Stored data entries
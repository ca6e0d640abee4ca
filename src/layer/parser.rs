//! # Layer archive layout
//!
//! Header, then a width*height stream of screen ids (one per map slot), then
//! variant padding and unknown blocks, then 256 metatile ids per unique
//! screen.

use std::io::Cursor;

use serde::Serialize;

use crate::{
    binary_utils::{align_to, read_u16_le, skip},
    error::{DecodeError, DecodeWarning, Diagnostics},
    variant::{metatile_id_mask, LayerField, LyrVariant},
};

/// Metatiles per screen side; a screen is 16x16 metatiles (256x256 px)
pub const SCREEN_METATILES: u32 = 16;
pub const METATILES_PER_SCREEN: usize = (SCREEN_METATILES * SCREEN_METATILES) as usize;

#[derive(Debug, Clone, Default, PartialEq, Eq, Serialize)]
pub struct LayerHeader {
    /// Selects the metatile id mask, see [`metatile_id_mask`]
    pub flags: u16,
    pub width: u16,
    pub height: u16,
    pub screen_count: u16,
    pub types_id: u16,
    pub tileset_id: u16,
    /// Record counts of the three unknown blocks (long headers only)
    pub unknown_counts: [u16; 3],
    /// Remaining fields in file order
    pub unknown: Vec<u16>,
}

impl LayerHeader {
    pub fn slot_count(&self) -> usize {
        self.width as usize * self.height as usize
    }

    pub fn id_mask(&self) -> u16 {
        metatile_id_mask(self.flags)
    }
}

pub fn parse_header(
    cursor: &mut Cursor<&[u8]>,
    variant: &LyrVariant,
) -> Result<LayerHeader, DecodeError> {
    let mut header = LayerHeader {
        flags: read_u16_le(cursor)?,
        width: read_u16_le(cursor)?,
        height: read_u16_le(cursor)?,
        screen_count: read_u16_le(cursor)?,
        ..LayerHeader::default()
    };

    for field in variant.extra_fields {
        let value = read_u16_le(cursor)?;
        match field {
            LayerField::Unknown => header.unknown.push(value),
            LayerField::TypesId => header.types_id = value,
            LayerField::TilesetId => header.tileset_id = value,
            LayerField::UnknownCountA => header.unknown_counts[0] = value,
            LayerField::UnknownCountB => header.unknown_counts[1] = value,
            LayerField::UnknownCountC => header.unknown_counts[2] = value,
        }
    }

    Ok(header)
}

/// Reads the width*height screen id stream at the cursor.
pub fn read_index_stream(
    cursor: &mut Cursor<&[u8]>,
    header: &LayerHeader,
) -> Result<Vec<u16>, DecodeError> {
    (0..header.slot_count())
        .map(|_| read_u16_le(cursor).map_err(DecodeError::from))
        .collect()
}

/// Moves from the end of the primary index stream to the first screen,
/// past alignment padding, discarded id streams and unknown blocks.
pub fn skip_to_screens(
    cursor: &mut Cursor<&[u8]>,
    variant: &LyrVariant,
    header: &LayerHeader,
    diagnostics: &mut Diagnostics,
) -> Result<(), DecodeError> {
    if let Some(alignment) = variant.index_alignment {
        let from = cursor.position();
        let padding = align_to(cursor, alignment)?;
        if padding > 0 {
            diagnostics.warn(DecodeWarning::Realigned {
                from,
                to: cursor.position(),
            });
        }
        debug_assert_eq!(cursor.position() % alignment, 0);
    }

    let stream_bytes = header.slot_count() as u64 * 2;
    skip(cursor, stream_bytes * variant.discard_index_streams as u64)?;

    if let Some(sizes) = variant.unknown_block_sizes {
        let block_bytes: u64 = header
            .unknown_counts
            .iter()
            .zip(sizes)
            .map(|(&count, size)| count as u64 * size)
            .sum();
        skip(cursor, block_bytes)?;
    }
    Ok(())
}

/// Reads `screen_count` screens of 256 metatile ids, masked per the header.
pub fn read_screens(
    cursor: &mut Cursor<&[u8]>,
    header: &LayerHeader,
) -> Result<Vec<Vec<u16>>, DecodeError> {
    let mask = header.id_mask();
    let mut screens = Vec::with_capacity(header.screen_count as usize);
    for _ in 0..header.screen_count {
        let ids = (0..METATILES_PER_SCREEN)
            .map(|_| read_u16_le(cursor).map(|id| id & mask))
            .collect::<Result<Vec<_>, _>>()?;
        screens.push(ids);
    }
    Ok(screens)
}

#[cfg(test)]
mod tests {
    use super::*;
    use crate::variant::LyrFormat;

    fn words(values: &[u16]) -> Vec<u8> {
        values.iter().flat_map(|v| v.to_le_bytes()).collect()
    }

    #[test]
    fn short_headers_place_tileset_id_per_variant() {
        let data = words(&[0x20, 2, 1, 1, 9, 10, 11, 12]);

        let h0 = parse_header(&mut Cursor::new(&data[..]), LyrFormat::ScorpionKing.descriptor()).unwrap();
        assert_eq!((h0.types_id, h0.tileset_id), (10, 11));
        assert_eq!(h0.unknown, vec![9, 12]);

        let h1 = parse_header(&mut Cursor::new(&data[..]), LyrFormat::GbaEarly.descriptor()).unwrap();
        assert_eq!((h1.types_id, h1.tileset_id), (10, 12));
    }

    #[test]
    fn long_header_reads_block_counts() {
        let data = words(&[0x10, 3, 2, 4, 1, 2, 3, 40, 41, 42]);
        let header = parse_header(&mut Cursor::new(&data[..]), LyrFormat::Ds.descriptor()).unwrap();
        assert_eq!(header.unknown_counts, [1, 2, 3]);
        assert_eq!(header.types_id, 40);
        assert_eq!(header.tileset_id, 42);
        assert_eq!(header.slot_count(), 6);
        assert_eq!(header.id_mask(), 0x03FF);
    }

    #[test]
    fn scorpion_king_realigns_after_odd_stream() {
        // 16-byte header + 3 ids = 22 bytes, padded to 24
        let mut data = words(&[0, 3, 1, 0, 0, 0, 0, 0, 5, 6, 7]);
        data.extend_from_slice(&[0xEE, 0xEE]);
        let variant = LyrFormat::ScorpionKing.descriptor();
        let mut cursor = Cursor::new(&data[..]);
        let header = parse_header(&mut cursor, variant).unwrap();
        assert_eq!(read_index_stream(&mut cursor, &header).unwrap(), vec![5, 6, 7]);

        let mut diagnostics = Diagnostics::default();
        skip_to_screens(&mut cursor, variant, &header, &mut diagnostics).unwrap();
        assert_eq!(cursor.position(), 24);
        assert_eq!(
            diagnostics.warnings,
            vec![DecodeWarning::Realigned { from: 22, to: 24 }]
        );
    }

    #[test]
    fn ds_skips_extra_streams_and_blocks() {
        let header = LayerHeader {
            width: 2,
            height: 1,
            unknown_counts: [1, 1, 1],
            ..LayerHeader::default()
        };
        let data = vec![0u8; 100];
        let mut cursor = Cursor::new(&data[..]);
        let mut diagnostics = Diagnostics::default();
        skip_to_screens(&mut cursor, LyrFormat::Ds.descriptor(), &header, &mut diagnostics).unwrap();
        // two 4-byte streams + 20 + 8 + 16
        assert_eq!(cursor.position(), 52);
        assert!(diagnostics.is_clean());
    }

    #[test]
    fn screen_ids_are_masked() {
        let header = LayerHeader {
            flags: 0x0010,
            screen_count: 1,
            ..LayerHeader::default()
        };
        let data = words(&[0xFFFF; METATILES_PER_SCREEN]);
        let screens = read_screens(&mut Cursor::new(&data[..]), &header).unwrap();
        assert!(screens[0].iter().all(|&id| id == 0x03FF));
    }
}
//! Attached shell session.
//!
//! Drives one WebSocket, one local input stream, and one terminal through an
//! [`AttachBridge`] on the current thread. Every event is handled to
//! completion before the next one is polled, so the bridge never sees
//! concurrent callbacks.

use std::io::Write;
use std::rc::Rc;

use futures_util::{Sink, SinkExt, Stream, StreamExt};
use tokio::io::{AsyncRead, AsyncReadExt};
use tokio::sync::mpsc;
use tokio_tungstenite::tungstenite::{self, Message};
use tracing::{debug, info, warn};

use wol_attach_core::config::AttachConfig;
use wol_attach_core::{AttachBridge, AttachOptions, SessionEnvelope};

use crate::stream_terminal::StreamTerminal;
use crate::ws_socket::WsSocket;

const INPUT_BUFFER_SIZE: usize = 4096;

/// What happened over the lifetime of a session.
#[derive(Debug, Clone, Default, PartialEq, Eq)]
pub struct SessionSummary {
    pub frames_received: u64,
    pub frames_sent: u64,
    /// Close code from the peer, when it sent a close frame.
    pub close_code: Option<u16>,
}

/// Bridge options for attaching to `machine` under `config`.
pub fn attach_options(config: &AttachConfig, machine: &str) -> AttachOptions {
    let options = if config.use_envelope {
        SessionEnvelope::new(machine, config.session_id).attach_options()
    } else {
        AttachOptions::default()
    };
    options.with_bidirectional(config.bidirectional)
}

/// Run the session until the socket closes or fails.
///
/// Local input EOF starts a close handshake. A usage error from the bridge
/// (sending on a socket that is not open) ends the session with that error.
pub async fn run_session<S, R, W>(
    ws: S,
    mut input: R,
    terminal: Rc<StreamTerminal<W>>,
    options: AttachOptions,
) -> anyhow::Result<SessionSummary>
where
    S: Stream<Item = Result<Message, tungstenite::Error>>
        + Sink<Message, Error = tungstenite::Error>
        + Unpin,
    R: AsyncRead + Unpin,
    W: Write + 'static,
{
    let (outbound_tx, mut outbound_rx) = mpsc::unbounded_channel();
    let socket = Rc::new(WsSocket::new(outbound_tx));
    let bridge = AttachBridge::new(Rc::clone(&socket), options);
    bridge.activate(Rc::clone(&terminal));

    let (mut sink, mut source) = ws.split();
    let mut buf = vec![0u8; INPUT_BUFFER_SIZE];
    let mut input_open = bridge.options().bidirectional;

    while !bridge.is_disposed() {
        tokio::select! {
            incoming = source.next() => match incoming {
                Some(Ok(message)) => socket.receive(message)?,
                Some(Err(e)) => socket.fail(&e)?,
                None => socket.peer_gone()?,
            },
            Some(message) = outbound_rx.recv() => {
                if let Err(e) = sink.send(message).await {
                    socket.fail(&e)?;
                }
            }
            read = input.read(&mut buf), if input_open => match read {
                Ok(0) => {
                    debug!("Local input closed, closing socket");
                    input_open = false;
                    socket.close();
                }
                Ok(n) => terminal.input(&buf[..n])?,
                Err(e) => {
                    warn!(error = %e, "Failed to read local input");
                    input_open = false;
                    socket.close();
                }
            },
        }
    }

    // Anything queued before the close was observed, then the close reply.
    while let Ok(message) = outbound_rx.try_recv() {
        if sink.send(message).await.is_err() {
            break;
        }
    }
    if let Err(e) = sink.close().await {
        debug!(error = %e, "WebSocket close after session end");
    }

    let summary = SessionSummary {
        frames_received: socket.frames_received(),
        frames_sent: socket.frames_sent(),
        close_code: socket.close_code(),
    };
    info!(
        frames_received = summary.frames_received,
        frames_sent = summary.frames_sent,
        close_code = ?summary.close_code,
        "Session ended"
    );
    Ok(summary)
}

Task directions:
What is needed is each line from the records with the word "bidirectional" in it.

Exercise solution:
    options.with_bidirectional(config.bidirectional)
    let mut input_open = bridge.options().bidirectional;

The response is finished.